#### Information ####

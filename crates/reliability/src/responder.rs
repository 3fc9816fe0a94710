//! Candidate-answer sources for reliability cases.

use std::collections::HashMap;
use std::path::Path;
use std::sync::Arc;

use anyhow::{anyhow, Context};
use async_trait::async_trait;
use evgate_core::KnowledgeBase;
use evgate_llm::{complete_json, LlmProvider, Message};
use evgate_tribunal::{Claim, ClaimContext, EvidenceItem};
use serde::{Deserialize, Serialize};

use crate::corpus::ReliabilityCase;

/// A claim to adjudicate plus the evidence offered for it.
#[derive(Debug, Clone, PartialEq, Serialize, Deserialize)]
pub struct CandidateAnswer {
    pub claim: Claim,
    #[serde(default)]
    pub evidence: Vec<EvidenceItem>,
}

impl CandidateAnswer {
    /// Answer `text` to `case`, claimed under the case's subject and year.
    pub fn for_case(case: &ReliabilityCase, text: impl Into<String>, evidence: Vec<EvidenceItem>) -> Self {
        Self {
            claim: Claim {
                claim_id: case.case_id.clone(),
                claim_type: "reliability_case".to_string(),
                subject: case.subject.clone(),
                text: text.into(),
                context: ClaimContext {
                    year: case.year,
                    regime: None,
                    page: None,
                },
            },
            evidence,
        }
    }
}

#[async_trait]
pub trait Responder: Send + Sync {
    async fn respond(&self, case: &ReliabilityCase) -> anyhow::Result<CandidateAnswer>;
}

// ── Model-backed ─────────────────────────────────────────────────────

const SYSTEM_PROMPT: &str = "You answer questions about Yemen's economy for a publication that only \
prints statements traced to evidence. Answer in two to four sentences. End every sentence with the \
id of the evidence it relies on, like [E1]. List only evidence you can attribute to a named source. \
If you have no evidence, say so and return an empty evidence list.";

#[derive(Debug, Deserialize)]
struct ModelAnswer {
    answer: String,
    #[serde(default)]
    evidence: Vec<EvidenceItem>,
}

/// Asks the configured model for an answer and its evidence.
pub struct LlmResponder {
    provider: Arc<dyn LlmProvider>,
    knowledge: Option<Arc<KnowledgeBase>>,
    temperature: f32,
    max_tokens: u32,
}

impl LlmResponder {
    pub fn new(provider: Arc<dyn LlmProvider>) -> Self {
        Self {
            provider,
            knowledge: None,
            temperature: 0.1,
            max_tokens: 1200,
        }
    }

    pub fn with_knowledge(mut self, knowledge: Option<Arc<KnowledgeBase>>) -> Self {
        self.knowledge = knowledge;
        self
    }

    pub fn with_sampling(mut self, temperature: f32, max_tokens: u32) -> Self {
        self.temperature = temperature;
        self.max_tokens = max_tokens;
        self
    }

    fn prompt(&self, case: &ReliabilityCase) -> String {
        let mut prompt = format!("Question: {}\n", case.question);
        if !case.expected_sources.is_empty() {
            prompt.push_str(&format!("Preferred sources: {}\n", case.expected_sources.join(", ")));
        }
        if let Some(kb) = &self.knowledge {
            let background = kb.context_for(&case.question);
            if !background.is_empty() {
                prompt.push_str("\nBackground:\n");
                for line in background {
                    prompt.push_str(&format!("- {}\n", line));
                }
            }
        }
        prompt.push_str(
            "\nReply with JSON only:\n\
             {\"answer\": \"...\", \"evidence\": [{\"id\": \"E1\", \"source_id\": \"...\", \"source_org\": \"...\", \
             \"excerpt\": \"...\", \"value\": null, \"unit\": null}]}\n",
        );
        prompt
    }
}

#[async_trait]
impl Responder for LlmResponder {
    async fn respond(&self, case: &ReliabilityCase) -> anyhow::Result<CandidateAnswer> {
        let messages = vec![Message::system(SYSTEM_PROMPT), Message::user(self.prompt(case))];
        let reply: ModelAnswer = complete_json(self.provider.as_ref(), messages, self.temperature, self.max_tokens)
            .await
            .with_context(|| format!("{} failed on {}", self.provider.label(), case.case_id))?;
        Ok(CandidateAnswer::for_case(case, reply.answer, reply.evidence))
    }
}

// ── Fixture-backed ───────────────────────────────────────────────────

#[derive(Debug, Clone, Deserialize)]
struct FixtureEntry {
    answer: String,
    #[serde(default)]
    evidence: Vec<EvidenceItem>,
}

/// Replays recorded answers keyed by case id.
#[derive(Debug, Clone, Default)]
pub struct FixtureResponder {
    answers: HashMap<String, FixtureEntry>,
}

impl FixtureResponder {
    pub fn new() -> Self {
        Self::default()
    }

    pub fn with_answer(mut self, case_id: impl Into<String>, answer: impl Into<String>, evidence: Vec<EvidenceItem>) -> Self {
        self.answers.insert(
            case_id.into(),
            FixtureEntry {
                answer: answer.into(),
                evidence,
            },
        );
        self
    }

    /// YAML map of `case_id -> {answer, evidence}`.
    pub fn from_yaml(raw: &str) -> anyhow::Result<Self> {
        let answers: HashMap<String, FixtureEntry> = serde_yaml::from_str(raw).context("invalid fixture answers")?;
        Ok(Self { answers })
    }

    pub fn load(path: &Path) -> anyhow::Result<Self> {
        let raw = std::fs::read_to_string(path).with_context(|| format!("reading {}", path.display()))?;
        Self::from_yaml(&raw)
    }

    pub fn len(&self) -> usize {
        self.answers.len()
    }

    pub fn is_empty(&self) -> bool {
        self.answers.is_empty()
    }
}

#[async_trait]
impl Responder for FixtureResponder {
    async fn respond(&self, case: &ReliabilityCase) -> anyhow::Result<CandidateAnswer> {
        let entry = self
            .answers
            .get(&case.case_id)
            .ok_or_else(|| anyhow!("no recorded answer for {}", case.case_id))?;
        Ok(CandidateAnswer::for_case(case, entry.answer.clone(), entry.evidence.clone()))
    }
}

####

_What you should do_
Copy down each line in the entries that has the word "subject".

_Result below_
    /// Answer `text` to `case`, claimed under the case's subject and year.
                subject: case.subject.clone(),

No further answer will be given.